Penyakit Human Immunodeficiency Virus/ Acquired Immuno Deficiency Syndrome ( HIV/AIDS ) merupakann salah satu penyakit menular yang disebabkan oleh Virus HIV dan secara kilinis untuk pertama kali dilaporkan di Amerika Serikat pada tahun 1981 ( Kementrian Pemberdayaan Perempuan, 2002 )

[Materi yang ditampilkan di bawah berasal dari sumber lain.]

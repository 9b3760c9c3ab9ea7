//! Output verbosity.

use std::str::FromStr;

/// Output verbosity mode.
#[derive(Debug, Clone, Copy, PartialEq, Eq, Default)]
pub enum OutputMode {
    /// Show every check and its detail.
    Verbose,
    /// Show every check.
    #[default]
    Normal,
    /// Show only failures and errors.
    Quiet,
}

impl FromStr for OutputMode {
    type Err = String;

    fn from_str(s: &str) -> Result<Self, Self::Err> {
        match s.to_lowercase().as_str() {
            "verbose" => Ok(Self::Verbose),
            "normal" => Ok(Self::Normal),
            "quiet" => Ok(Self::Quiet),
            _ => Err(format!("unknown output mode: {}", s)),
        }
    }
}

impl OutputMode {
    /// Check if this mode shows informational status lines.
    pub fn shows_status(&self) -> bool {
        !matches!(self, Self::Quiet)
    }

    /// Check if this mode shows per-check detail.
    pub fn shows_detail(&self) -> bool {
        matches!(self, Self::Verbose)
    }
}
//! Command dispatching.
//!
//! This module provides the core command infrastructure:
//! - [`Command`] trait for implementing commands
//! - [`CommandResult`] for uniform result reporting
//! - [`CommandDispatcher`] for routing CLI subcommands

use std::path::{Path, PathBuf};

use crate::cli::args::{Cli, Commands, StatusArgs};
use crate::config::{load_config, YamlConfigStore};
use crate::error::Result;
use crate::inspector::Inspector;
use crate::shell::ShellRunner;
use crate::ui::UserInterface;

/// Exit code for a check that answered `false`.
pub const EXIT_FALSE: i32 = 1;

/// Exit code for a check that could not be answered.
pub const EXIT_ERROR: i32 = 2;

/// Trait for command implementations.
///
/// Each CLI subcommand implements this trait to provide its execution logic.
pub trait Command {
    /// Execute the command.
    ///
    /// Returns a [`CommandResult`] carrying the process exit code.
    fn execute(&self, ui: &mut dyn UserInterface) -> Result<CommandResult>;
}

/// Result of command execution.
#[derive(Debug)]
pub struct CommandResult {
    /// Whether the command succeeded.
    pub success: bool,

    /// Exit code to use (0 for success, non-zero for failure).
    pub exit_code: i32,
}

impl CommandResult {
    /// Create a successful result.
    pub fn success() -> Self {
        Self {
            success: true,
            exit_code: 0,
        }
    }

    /// Create a failure result.
    pub fn failure(exit_code: i32) -> Self {
        Self {
            success: false,
            exit_code,
        }
    }

    /// Map a check answer to an exit code.
    pub fn from_answer(answer: bool) -> Self {
        if answer {
            Self::success()
        } else {
            Self::failure(EXIT_FALSE)
        }
    }
}

/// Where a command finds its project.
///
/// `working_dir` is the directory the command was run from; `composer.json`
/// is read there. It defaults to the project root.
#[derive(Debug, Clone)]
pub struct ProjectContext {
    project_root: PathBuf,
    config_file: Option<PathBuf>,
    working_dir: PathBuf,
}

impl ProjectContext {
    pub fn new(project_root: &Path, config_file: Option<&Path>) -> Self {
        Self {
            project_root: project_root.to_path_buf(),
            config_file: config_file.map(Path::to_path_buf),
            working_dir: project_root.to_path_buf(),
        }
    }

    /// Read `composer.json` from `dir` instead of the project root.
    pub fn with_working_dir(mut self, dir: &Path) -> Self {
        self.working_dir = dir.to_path_buf();
        self
    }

    /// Get the project root path.
    pub fn project_root(&self) -> &Path {
        &self.project_root
    }

    pub fn working_dir(&self) -> &Path {
        &self.working_dir
    }

    /// Load the project's resolved configuration.
    pub fn load_config(&self) -> Result<YamlConfigStore> {
        load_config(&self.project_root, self.config_file.as_deref())
    }

    /// Build an inspector over the project checkout.
    pub fn inspector(&self) -> Result<Inspector<ShellRunner, YamlConfigStore>> {
        let config = self.load_config()?;
        let runner = ShellRunner::from_config(&config, &self.project_root);
        Ok(Inspector::new(runner, config, &self.working_dir))
    }
}

/// Dispatches CLI commands to their implementations.
pub struct CommandDispatcher {
    context: ProjectContext,
}

impl CommandDispatcher {
    /// Create a new dispatcher for the given project root.
    pub fn new(project_root: PathBuf, config_file: Option<PathBuf>) -> Self {
        Self {
            context: ProjectContext {
                working_dir: project_root.clone(),
                project_root,
                config_file,
            },
        }
    }

    /// Set the directory the command was run from.
    pub fn with_working_dir(mut self, working_dir: PathBuf) -> Self {
        self.context.working_dir = working_dir;
        self
    }

    /// Get the project root path.
    pub fn project_root(&self) -> &Path {
        self.context.project_root()
    }

    /// Dispatch and execute a command.
    pub fn dispatch(&self, cli: &Cli, ui: &mut dyn UserInterface) -> Result<CommandResult> {
        let context = self.context.clone();
        match &cli.command {
            Some(Commands::Status(args)) => {
                super::status::StatusCommand::new(context, args.clone()).execute(ui)
            }
            Some(Commands::Check(args)) => {
                super::check::CheckCommand::new(context, args.clone()).execute(ui)
            }
            Some(Commands::CommandExists(args)) => {
                super::exists::CommandExistsCommand::new(args.clone()).execute(ui)
            }
            Some(Commands::DrushStatus(args)) => {
                super::drush::DrushStatusCommand::new(context, args.clone()).execute(ui)
            }
            Some(Commands::Config(args)) => {
                super::config::ConfigCommand::new(context, args.clone()).execute(ui)
            }
            Some(Commands::Completions(args)) => {
                super::completions::CompletionsCommand::new(args.clone()).execute(ui)
            }
            None => super::status::StatusCommand::new(context, StatusArgs::default()).execute(ui),
        }
    }
}
//! Parsed `drush status --format=json` output.

use serde::{Deserialize, Serialize};
use serde_json::{Map, Value as JsonValue};
use std::path::PathBuf;

/// The structured report printed by `drush status --format=json`.
///
/// Field names are drush's own (`drupal-version`, `db-status`, ...).
/// Fields vary between drush releases, so everything is kept and the
/// commonly used ones get typed accessors.
#[derive(Debug, Clone, Default, PartialEq, Serialize, Deserialize)]
#[serde(transparent)]
pub struct DrushStatus {
    fields: Map<String, JsonValue>,
}

impl DrushStatus {
    /// Parse drush output.
    ///
    /// Leading noise before the first `{` and trailing text after the
    /// object are ignored. Anything that isn't a JSON object is an error.
    pub fn parse(output: &str) -> Result<Self, serde_json::Error> {
        let start = output.find('{').unwrap_or(0);
        let mut stream =
            serde_json::Deserializer::from_str(&output[start..]).into_iter::<Map<String, JsonValue>>();

        match stream.next() {
            Some(fields) => Ok(Self { fields: fields? }),
            None => serde_json::from_str::<Map<String, JsonValue>>(output).map(|fields| Self { fields }),
        }
    }

    /// Rebuild from a value previously stored in configuration.
    pub fn from_yaml(value: &serde_yaml::Value) -> Option<Self> {
        serde_yaml::from_value::<Map<String, JsonValue>>(value.clone())
            .ok()
            .map(|fields| Self { fields })
    }

    /// Convert for storage in configuration.
    pub fn to_yaml(&self) -> serde_yaml::Value {
        serde_yaml::to_value(&self.fields).unwrap_or(serde_yaml::Value::Null)
    }

    /// Raw field lookup.
    pub fn get(&self, key: &str) -> Option<&JsonValue> {
        self.fields.get(key)
    }

    /// String field lookup.
    pub fn get_str(&self, key: &str) -> Option<&str> {
        self.fields.get(key).and_then(JsonValue::as_str)
    }

    /// All fields.
    pub fn fields(&self) -> &Map<String, JsonValue> {
        &self.fields
    }

    /// Whether drush reported no fields at all.
    pub fn is_empty(&self) -> bool {
        self.fields.is_empty()
    }

    /// Drupal core version.
    pub fn drupal_version(&self) -> Option<&str> {
        self.get_str("drupal-version")
    }

    /// Drush version.
    pub fn drush_version(&self) -> Option<&str> {
        self.get_str("drush-version")
    }

    /// Site URI.
    pub fn uri(&self) -> Option<&str> {
        self.get_str("uri")
    }

    /// Drupal root as drush sees it.
    pub fn root(&self) -> Option<PathBuf> {
        self.get_str("root").map(PathBuf::from)
    }

    /// Whether drush bootstrapped the site fully.
    pub fn bootstrap_successful(&self) -> bool {
        self.get_str("bootstrap")
            .is_some_and(|b| b.eq_ignore_ascii_case("successful"))
    }

    /// Whether drush could connect to the database.
    pub fn db_connected(&self) -> bool {
        self.get_str("db-status")
            .is_some_and(|s| s.eq_ignore_ascii_case("connected"))
    }
}
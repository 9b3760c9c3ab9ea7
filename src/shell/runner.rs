//! External command execution behind a trait seam.
//!
//! The inspector never spawns processes directly; it goes through a
//! [`CommandRunner`]. [`ShellRunner`] is the production implementation,
//! tests substitute fakes that record calls.

use std::fs;
use std::path::{Path, PathBuf};

use regex::Regex;

use crate::config::{keys, ConfigStore};
use crate::error::Result;

use super::command::{execute_quiet, shell_quote, CommandResult};
use super::probe::command_exists;

/// Executes external commands on behalf of the inspector.
pub trait CommandRunner {
    /// Run a shell command line and capture its output.
    fn run(&self, command: &str) -> Result<CommandResult>;

    /// Run a drush subcommand against the project's site.
    ///
    /// `args` is appended verbatim to the drush invocation.
    fn run_drush(&self, args: &str) -> Result<CommandResult>;

    /// Whether any line of the file at `path` matches `pattern`.
    ///
    /// A missing or unreadable file, or an invalid pattern, is `false`.
    fn search_file(&self, path: &Path, pattern: &str) -> bool;

    /// Whether a drush binary is available to run at all.
    fn has_drush(&self) -> bool {
        true
    }
}

impl<R: CommandRunner + ?Sized> CommandRunner for &R {
    fn run(&self, command: &str) -> Result<CommandResult> {
        (**self).run(command)
    }

    fn run_drush(&self, args: &str) -> Result<CommandResult> {
        (**self).run_drush(args)
    }

    fn search_file(&self, path: &Path, pattern: &str) -> bool {
        (**self).search_file(path, pattern)
    }

    fn has_drush(&self) -> bool {
        (**self).has_drush()
    }
}

/// Runs commands through `/bin/sh`.
#[derive(Debug, Clone)]
pub struct ShellRunner {
    working_dir: PathBuf,
    drush_bin: String,
    drush_alias: Option<String>,
    drush_dir: PathBuf,
}

impl ShellRunner {
    /// Create a runner using `drush` from `PATH` with no site alias.
    pub fn new(working_dir: &Path) -> Self {
        Self {
            working_dir: working_dir.to_path_buf(),
            drush_bin: "drush".to_string(),
            drush_alias: None,
            drush_dir: working_dir.to_path_buf(),
        }
    }

    /// Create a runner from project configuration.
    ///
    /// Reads `drush.bin`, `drush.alias`, `docroot` and `repo.root`. A
    /// configured drush binary that does not exist falls back to `drush`
    /// on `PATH`. Drush runs from the docroot when it exists, otherwise
    /// from the repository root.
    pub fn from_config<C: ConfigStore + ?Sized>(config: &C, working_dir: &Path) -> Self {
        let drush_bin = match config.get_path(keys::DRUSH_BIN) {
            Some(path) if path.is_file() => path.to_string_lossy().to_string(),
            Some(path) => {
                tracing::debug!(
                    "Configured drush binary {} not found, using drush from PATH",
                    path.display()
                );
                "drush".to_string()
            }
            None => "drush".to_string(),
        };

        let drush_alias = config
            .get_string(keys::DRUSH_ALIAS)
            .map(|a| a.trim_start_matches('@').to_string())
            .filter(|a| !a.is_empty());

        let drush_dir = [config.get_path(keys::DOCROOT), config.get_path(keys::REPO_ROOT)]
            .into_iter()
            .flatten()
            .find(|p| p.is_dir())
            .unwrap_or_else(|| working_dir.to_path_buf());

        Self {
            working_dir: working_dir.to_path_buf(),
            drush_bin,
            drush_alias,
            drush_dir,
        }
    }

    /// Override the drush binary.
    pub fn with_drush_bin(mut self, bin: impl Into<String>) -> Self {
        self.drush_bin = bin.into();
        self
    }

    /// Directory commands run in.
    pub fn working_dir(&self) -> &Path {
        &self.working_dir
    }

    /// Directory drush runs in.
    pub fn drush_dir(&self) -> &Path {
        &self.drush_dir
    }

    /// The drush binary that will be invoked.
    pub fn drush_bin(&self) -> &str {
        &self.drush_bin
    }

    /// Build the full drush command line for `args`.
    pub fn drush_command_line(&self, args: &str) -> String {
        let mut line = shell_quote(&self.drush_bin);
        if let Some(alias) = &self.drush_alias {
            line.push_str(&format!(" @{}", alias));
        }
        line.push(' ');
        line.push_str(args);
        line.push_str(" -n");
        line
    }
}

impl CommandRunner for ShellRunner {
    fn run(&self, command: &str) -> Result<CommandResult> {
        execute_quiet(command, Some(&self.working_dir))
    }

    fn run_drush(&self, args: &str) -> Result<CommandResult> {
        execute_quiet(&self.drush_command_line(args), Some(&self.drush_dir))
    }

    fn search_file(&self, path: &Path, pattern: &str) -> bool {
        let path = if path.is_relative() {
            self.working_dir.join(path)
        } else {
            path.to_path_buf()
        };
        search_file(&path, pattern)
    }

    fn has_drush(&self) -> bool {
        Path::new(&self.drush_bin).is_file() || command_exists(&self.drush_bin)
    }
}

/// Line-oriented regex search over a file.
pub fn search_file(path: &Path, pattern: &str) -> bool {
    let re = match Regex::new(pattern) {
        Ok(re) => re,
        Err(e) => {
            tracing::debug!("Invalid search pattern {:?}: {}", pattern, e);
            return false;
        }
    };

    match fs::read_to_string(path) {
        Ok(content) => content.lines().any(|line| re.is_match(line)),
        Err(e) => {
            tracing::debug!("Cannot search {}: {}", path.display(), e);
            false
        }
    }
}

Berdasarkan laporan UN-AIDS tahun 2003, epidemik HIV/AIDS global sampai saat ini masih mengancam dan kasus-kasus baru meningkat pesat. Setiap hari diperkirakan 14.000 orang terinfeksi HIV, dan ini berarti terdapat penambahan 1 ( satu) kaasus baru HIV/AIDS setiap 6 detik diseluruh dunia. Hingga akhir tahun 2003 diperkirakan terdapat 40 juta orang dengan HIV/AIDS ( ODHA ) diseluruh dunia. Dan lebih dari 95 % ODHA tersebut berada di negara berkembang ( Kementerian Pemberdayaan Perempuan, 2002 )

Di benyak negara epidemik AIDS masih dianggap “ rendah “ atau “ terkonsentrasi “.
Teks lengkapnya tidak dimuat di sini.